Вильнюс, 10 июня 1949 г.

О реорганизации Еврейского музея в Вильнюсе в Вильнюсский краеведческий музей" От волнения и спешки первую часть, о том, что Совет Министров обязывает провести эту реорганизацию Комитету культурно-просветительных учреждений, я упустила, и начала только с подпункта "б".

…б) оставить весь краеведческий материал Еврейского музея Вильнюсскому краеведческому музею. Экспонаты, имеющие историко-революционное значение, передать Гос. Историко-революционному музею, имеющие художественную ценность – Управлению по делам искусств. Имеющиеся книги – Книжной палате Лит. ССР. Весь остальной инвентарь оставить библиотечному техникуму.

2. Обязать исполнительный комитет Вильнюсского Городского совета депутатов трудящихся передать здание, находящееся в Вильнюсе, по ул.
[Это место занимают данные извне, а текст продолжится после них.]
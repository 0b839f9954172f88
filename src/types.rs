//! # Types
//!
//! Request and response types for the interaction handlers.

use serde::{Deserialize, Serialize};
use serde_json::Value;

use crate::consent::{Claims, Group};

/// Request to start a consent interaction for the claims a client requested
/// about an authenticated user.
#[derive(Clone, Debug, Default, Deserialize, Serialize)]
pub struct InteractionRequest {
    /// The client requesting claims.
    pub client_id: String,

    /// The authenticated user.
    pub user_id: String,

    /// The `OpenID` claims request parameter, if any.
    #[serde(skip_serializing_if = "Option::is_none")]
    pub claims: Option<Value>,

    /// Space-delimited requested scopes.
    #[serde(default)]
    pub scope: String,
}

/// Claims and scopes presented to the user for consent.
#[derive(Clone, Debug, Default, Deserialize, Serialize)]
pub struct InteractionResponse {
    /// Identifies the consent awaiting a decision.
    pub consent_id: String,

    /// Supported claims requested, with resolved outcomes.
    pub claims: Claims,

    /// Requested scopes.
    pub scopes: Vec<String>,
}

/// The user's consent decision.
#[derive(Clone, Debug, Default, Deserialize, Serialize)]
pub struct ConsentRequest {
    /// The client claims are released to.
    pub client_id: String,

    /// The user making the decision.
    pub user_id: String,

    /// The decision payload submitted by the user agent.
    pub decision: Value,
}

/// Outcome of a consent decision.
#[derive(Clone, Debug, Default, Deserialize, Serialize)]
pub struct ConsentResponse {
    /// Identifies the accepted consent.
    pub consent_id: String,

    /// Scopes the user approved.
    pub approved_scopes: Vec<String>,
}

/// Request for the claims released to a client.
#[derive(Clone, Debug, Deserialize, Serialize)]
pub struct ReleaseRequest {
    /// The client claims are released to.
    pub client_id: String,

    /// The user the claims describe.
    pub user_id: String,

    /// Where the claims will be released.
    pub group: Group,
}

/// Claims released to a client.
#[derive(Clone, Debug, Default, Deserialize, Serialize)]
pub struct ReleaseResponse {
    /// Released claims, keyed by claim name.
    pub claims: Value,
}

/// Request to check a claims request before an interaction starts.
#[derive(Clone, Debug, Default, Deserialize, Serialize)]
pub struct ValidationRequest {
    /// The client making the claims request.
    pub client_id: String,

    /// The `OpenID` claims request parameter.
    pub claims: Value,
}

/// Problems found in a claims request.
#[derive(Clone, Debug, Default, Deserialize, Serialize)]
pub struct ValidationResponse {
    /// One entry per assertion claim that cannot be evaluated.
    pub errors: Vec<ClaimRequestError>,
}

/// An assertion claim that cannot be evaluated.
#[derive(Clone, Debug, Default, PartialEq, Eq, Deserialize, Serialize)]
pub struct ClaimRequestError {
    /// Location of the assertion claim, e.g. `userinfo.assertion_claims`.
    pub group: String,

    /// The claim name.
    pub key: String,

    /// Why the assertion cannot be evaluated.
    pub description: String,
}
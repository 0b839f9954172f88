//! Phone number normalization.
//!
//! Phone numbers are canonicalized to E.164 before assertion operands are
//! compared so that `07523 503388` and `+44 7523 503388` are the same value.

use phonenumber::country::Id;
use phonenumber::Mode;

/// Region assumed for numbers without an international prefix.
const DEFAULT_REGION: Id = Id::GB;

/// Normalize `number` to E.164 format. Returns `None` if the number cannot be
/// parsed.
#[must_use]
pub fn normalize(number: &str) -> Option<String> {
    match phonenumber::parse(Some(DEFAULT_REGION), number) {
        Ok(parsed) => Some(parsed.format().mode(Mode::E164).to_string()),
        Err(e) => {
            tracing::trace!("unable to parse phone number: {e}");
            None
        }
    }
}
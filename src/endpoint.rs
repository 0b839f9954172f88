//! # Endpoint
//!
//! `Endpoint` provides the entry point for interaction requests. Requests are
//! routed to the appropriate handler for processing, returning a response that
//! can be serialized to a JSON object.

use std::fmt::Debug;
use std::future::Future;

use crate::provider::Provider;
use crate::{Result, invalid};

/// Handle incoming requests.
///
/// # Errors
///
/// This method can fail for a number of reasons related to the incoming
/// request's viability. Expected failures include missing parties, malformed
/// claims requests or decisions, and consents in the wrong state.
///
/// Implementers should look to the Error type and description for more
/// information on the reason for failure.
pub async fn handle<T>(request: impl Handler<Response = T>, provider: &impl Provider) -> Result<T> {
    request.validate(provider).await?;
    request.handle(provider).await
}

/// Methods common to all requests.
///
/// The primary role of this trait is to provide a common interface for
/// requests so they can be handled by [`handle`] method.
pub trait Handler: Clone + Debug + Send + Sync {
    /// The inner response type specific to the implementing request.
    type Response;

    /// Routes the request to the concrete handler used to process it.
    fn handle(self, provider: &impl Provider) -> impl Future<Output = Result<Self::Response>> + Send;

    /// The client the request is made on behalf of.
    fn client_id(&self) -> &str;

    /// The subject the request concerns, if any.
    fn user_id(&self) -> Option<&str>;

    /// Perform initial validation of the request.
    ///
    /// Validation undertaken here is common to all requests, with request-
    /// specific validation performed by the request's handler.
    fn validate(&self, _provider: &impl Provider) -> impl Future<Output = Result<()>> + Send {
        async {
            if self.client_id().is_empty() {
                return Err(invalid!("no `client_id` specified"));
            }
            if self.user_id().is_some_and(str::is_empty) {
                return Err(invalid!("no `user_id` specified"));
            }
            Ok(())
        }
    }
}
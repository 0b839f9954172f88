//! The end user's consent decision.

use std::collections::BTreeMap;

use chrono::{DateTime, Utc};
use serde::{Deserialize, Serialize};
use serde_json::{Map, Value};

use super::{ConsentError, Group};

/// The resolved value a user chose to release for a claim.
#[derive(Clone, Copy, Debug, PartialEq, Eq, Deserialize, Serialize)]
#[serde(try_from = "i64", into = "i64")]
pub enum Selection {
    /// The user explicitly declined to release the claim. Serialized as -1.
    Declined,

    /// Zero-based position in the claim's resolved values.
    Index(usize),
}

impl Selection {
    /// The selected position, if not declined.
    #[must_use]
    pub const fn index(self) -> Option<usize> {
        match self {
            Self::Declined => None,
            Self::Index(index) => Some(index),
        }
    }
}

impl TryFrom<i64> for Selection {
    type Error = String;

    fn try_from(value: i64) -> Result<Self, Self::Error> {
        if value == -1 {
            return Ok(Self::Declined);
        }
        usize::try_from(value).map(Self::Index).map_err(|_| format!("index {value} is not valid"))
    }
}

impl From<Selection> for i64 {
    fn from(selection: Selection) -> Self {
        match selection {
            Selection::Declined => -1,
            Selection::Index(index) => Self::try_from(index).unwrap_or(Self::MAX),
        }
    }
}

/// Selections for one release target.
#[derive(Clone, Debug, Default, PartialEq, Eq, Deserialize, Serialize)]
pub struct AcceptedGroup {
    /// Selected values for plain claims.
    #[serde(default)]
    pub claims: BTreeMap<String, Selection>,

    /// Selected assertion claims.
    #[serde(default)]
    pub assertions: BTreeMap<String, Selection>,
}

/// A consent decision.
#[derive(Clone, Debug, PartialEq, Eq, Deserialize, Serialize)]
pub struct Accepted {
    /// Selections for the ID token.
    pub id_token: AcceptedGroup,

    /// Selections for the userinfo endpoint.
    pub userinfo: AcceptedGroup,

    /// Scopes the user approved.
    pub approved_scopes: Vec<String>,

    /// When the decision was made.
    pub accepted_at: DateTime<Utc>,
}

impl Accepted {
    /// Create a decision made now.
    #[must_use]
    pub fn new(id_token: AcceptedGroup, userinfo: AcceptedGroup, approved_scopes: Vec<String>) -> Self {
        Self {
            id_token,
            userinfo,
            approved_scopes,
            accepted_at: Utc::now(),
        }
    }

    /// Parse and validate a consent decision submitted by the user agent.
    ///
    /// Each group holds `claims` and `assertions` maps of claim name to
    /// selected index (`-1` to decline). When a map is absent, the legacy
    /// `approved_claims` and `approved_assertions` name lists are used, each
    /// selecting the first value.
    ///
    /// # Errors
    ///
    /// Returns `ConsentError::Malformed` describing the first invalid
    /// element.
    pub fn from_value(value: &Value) -> Result<Self, ConsentError> {
        let Some(object) = value.as_object() else {
            return Err(malformed("decision must be an object".into()));
        };

        let id_token = group_object(object.get("id_token"), "id_token must be an object")?;
        let userinfo = group_object(object.get("userinfo"), "userinfo must be an object")?;
        let approved_scopes = match object.get("approved_scopes") {
            Some(scopes) => string_array(scopes, "approved_scopes")?,
            None => return Err(malformed("approved_scopes must be an array of strings".into())),
        };

        Ok(Self::new(
            AcceptedGroup::from_object(Group::IdToken, &id_token)?,
            AcceptedGroup::from_object(Group::Userinfo, &userinfo)?,
            approved_scopes,
        ))
    }

    /// Selections for `group`.
    #[must_use]
    pub const fn group(&self, group: Group) -> &AcceptedGroup {
        match group {
            Group::IdToken => &self.id_token,
            Group::Userinfo => &self.userinfo,
        }
    }
}

impl AcceptedGroup {
    fn from_object(at: Group, object: &Map<String, Value>) -> Result<Self, ConsentError> {
        let approved_claims = legacy(object.get("approved_claims"), "approved_claims")?;
        let approved_assertions = legacy(object.get("approved_assertions"), "approved_assertions")?;

        Ok(Self {
            claims: selections(object.get("claims"), "claims", at)?.unwrap_or(approved_claims),
            assertions: selections(object.get("assertions"), "assertions", at)?
                .unwrap_or(approved_assertions),
        })
    }
}

// An absent or null group is empty.
fn group_object(value: Option<&Value>, message: &str) -> Result<Map<String, Value>, ConsentError> {
    match value {
        None | Some(Value::Null) => Ok(Map::new()),
        Some(Value::Object(object)) => Ok(object.clone()),
        Some(_) => Err(malformed(message.into())),
    }
}

fn legacy(value: Option<&Value>, field: &str) -> Result<BTreeMap<String, Selection>, ConsentError> {
    let Some(value) = value else {
        return Ok(BTreeMap::new());
    };
    let names = string_array(value, field)?;
    Ok(names.into_iter().map(|name| (name, Selection::Index(0))).collect())
}

fn selections(
    value: Option<&Value>, field: &str, at: Group,
) -> Result<Option<BTreeMap<String, Selection>>, ConsentError> {
    let object = match value {
        None | Some(Value::Null) => return Ok(None),
        Some(Value::Object(object)) => object,
        Some(_) => return Err(malformed(format!("{field} must be an object"))),
    };
    let kind = if field == "assertions" { "assertion claim" } else { "claim" };

    let mut selected = BTreeMap::new();
    for (key, index) in object {
        let Some(selection) = index.as_i64().and_then(|n| Selection::try_from(n).ok()) else {
            return Err(malformed(format!("index {index} is not valid for {key} {kind} at {at}")));
        };
        selected.insert(key.clone(), selection);
    }
    Ok(Some(selected))
}

fn string_array(value: &Value, field: &str) -> Result<Vec<String>, ConsentError> {
    let error = || malformed(format!("{field} must be an array of strings"));
    let Some(items) = value.as_array() else {
        return Err(error());
    };
    items.iter().map(|item| item.as_str().map(ToString::to_string).ok_or_else(error)).collect()
}

fn malformed(message: String) -> ConsentError {
    ConsentError::Malformed(message)
}
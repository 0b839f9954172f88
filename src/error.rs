//! # Errors
//!
//! Errors surfaced to the enclosing protocol layer. Each variant renders as an
//! `OpenID`-style error object so it can be returned to a client without
//! further translation.

use serde::{Deserialize, Serialize, Serializer};
use thiserror::Error;

use crate::assertion::CompileError;
use crate::consent::ConsentError;

/// Error codes returned by the claim resolution and consent engine.
#[derive(Error, Debug, Deserialize)]
pub enum Error {
    /// The request is missing a required parameter, includes an invalid
    /// parameter value, or is otherwise malformed. This includes malformed
    /// assertion expressions and consent decisions that reference claims or
    /// values that were never requested.
    #[error(r#"{{"error": "invalid_request", "error_description": {}}}"#, quoted(.0))]
    InvalidRequest(String),

    /// The request is valid but conflicts with the current state of the
    /// consent it refers to.
    #[error(r#"{{"error": "illegal_state", "error_description": {}}}"#, quoted(.0))]
    IllegalState(String),

    /// An unexpected condition prevented the request from being fulfilled.
    #[error(r#"{{"error": "server_error", "error_description": {}}}"#, quoted(.0))]
    ServerError(String),
}

/// Error response body.
#[derive(Deserialize, Serialize)]
pub struct ErrorResponse {
    /// Error code.
    pub error: String,

    /// Error description.
    pub error_description: String,
}

impl Serialize for Error {
    fn serialize<S: Serializer>(&self, serializer: S) -> Result<S::Ok, S::Error> {
        use serde::ser::Error as SerdeError;

        let Ok(error) = serde_json::from_str::<ErrorResponse>(&self.to_string()) else {
            return Err(SerdeError::custom("issue deserializing Err"));
        };
        error.serialize(serializer)
    }
}

impl Error {
    /// Transform error to an `OpenID` compatible json object.
    #[must_use]
    pub fn to_json(&self) -> serde_json::Value {
        serde_json::from_str(&self.to_string()).unwrap_or_default()
    }

    /// The HTTP status code the enclosing layer should respond with.
    #[must_use]
    pub const fn status(&self) -> u16 {
        match self {
            Self::InvalidRequest(_) => 400,
            Self::IllegalState(_) => 409,
            Self::ServerError(_) => 500,
        }
    }
}

impl From<CompileError> for Error {
    fn from(err: CompileError) -> Self {
        Self::InvalidRequest(err.to_string())
    }
}

impl From<ConsentError> for Error {
    fn from(err: ConsentError) -> Self {
        if err.is_conflict() {
            Self::IllegalState(err.to_string())
        } else {
            Self::InvalidRequest(err.to_string())
        }
    }
}

// Descriptions may contain quotes, so are rendered as JSON strings.
fn quoted(description: &str) -> String {
    serde_json::to_string(description).unwrap_or_default()
}

/// Construct an `Error::InvalidRequest` error from a string or format
/// arguments.
#[macro_export]
macro_rules! invalid {
    ($fmt:literal, $($arg:tt)*) => {
        $crate::Error::InvalidRequest(format!($fmt, $($arg)*))
    };
    ($msg:literal $(,)?) => {
        $crate::Error::InvalidRequest(format!($msg))
    };
}

/// Construct an `Error::ServerError` error from a string or format arguments.
#[macro_export]
macro_rules! server {
    ($fmt:literal, $($arg:tt)*) => {
        $crate::Error::ServerError(format!($fmt, $($arg)*))
    };
    ($msg:literal $(,)?) => {
        $crate::Error::ServerError(format!($msg))
    };
}
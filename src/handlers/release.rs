//! # Release Endpoint
//!
//! Returns the claims the user agreed to release for the ID token or the
//! userinfo endpoint. Used by the token issuer once consent is accepted.

use std::future::Future;

use tracing::instrument;

use crate::endpoint::Handler;
use crate::provider::{ConsentFilter, ConsentStore, Provider};
use crate::types::{ReleaseRequest, ReleaseResponse};
use crate::{Error, Result, server};

/// Release request handler.
///
/// # Errors
///
/// Returns an `illegal_state` error if the user has not accepted a consent
/// for the client, or a `server_error` if the provider is not available.
#[instrument(level = "debug", skip(provider))]
pub async fn release(provider: impl Provider, request: ReleaseRequest) -> Result<ReleaseResponse> {
    process(&provider, request).await
}

impl Handler for ReleaseRequest {
    type Response = ReleaseResponse;

    fn handle(self, provider: &impl Provider) -> impl Future<Output = Result<Self::Response>> + Send {
        release(provider.clone(), self)
    }

    fn client_id(&self) -> &str {
        &self.client_id
    }

    fn user_id(&self) -> Option<&str> {
        Some(&self.user_id)
    }
}

async fn process(provider: &impl Provider, request: ReleaseRequest) -> Result<ReleaseResponse> {
    tracing::debug!("release::process");

    let filter = ConsentFilter::new(request.client_id, request.user_id);
    let Some(consent) = ConsentStore::find_one(provider, &filter)
        .await
        .map_err(|e| server!("issue retrieving consent: {e}"))?
    else {
        return Err(Error::IllegalState("no consent found".into()));
    };

    Ok(ReleaseResponse {
        claims: consent.claims_for(request.group)?,
    })
}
Страшуно, 6. Комитету культурно-просветительских учреждения согласно балансу на 1 апреля 1949 г.

3. Просить Гос. Штатную Комиссию при Совете Министров СССР утвердить штатное расписание Вильнюсского краеведческого музея. Председатель Совета Министров Лит. ССР (М.Гедвилас) Управляющий делами Совета Министров Лит. ССР (Д.Петрила)*(*Текст приводится в переводе с литовского языка.)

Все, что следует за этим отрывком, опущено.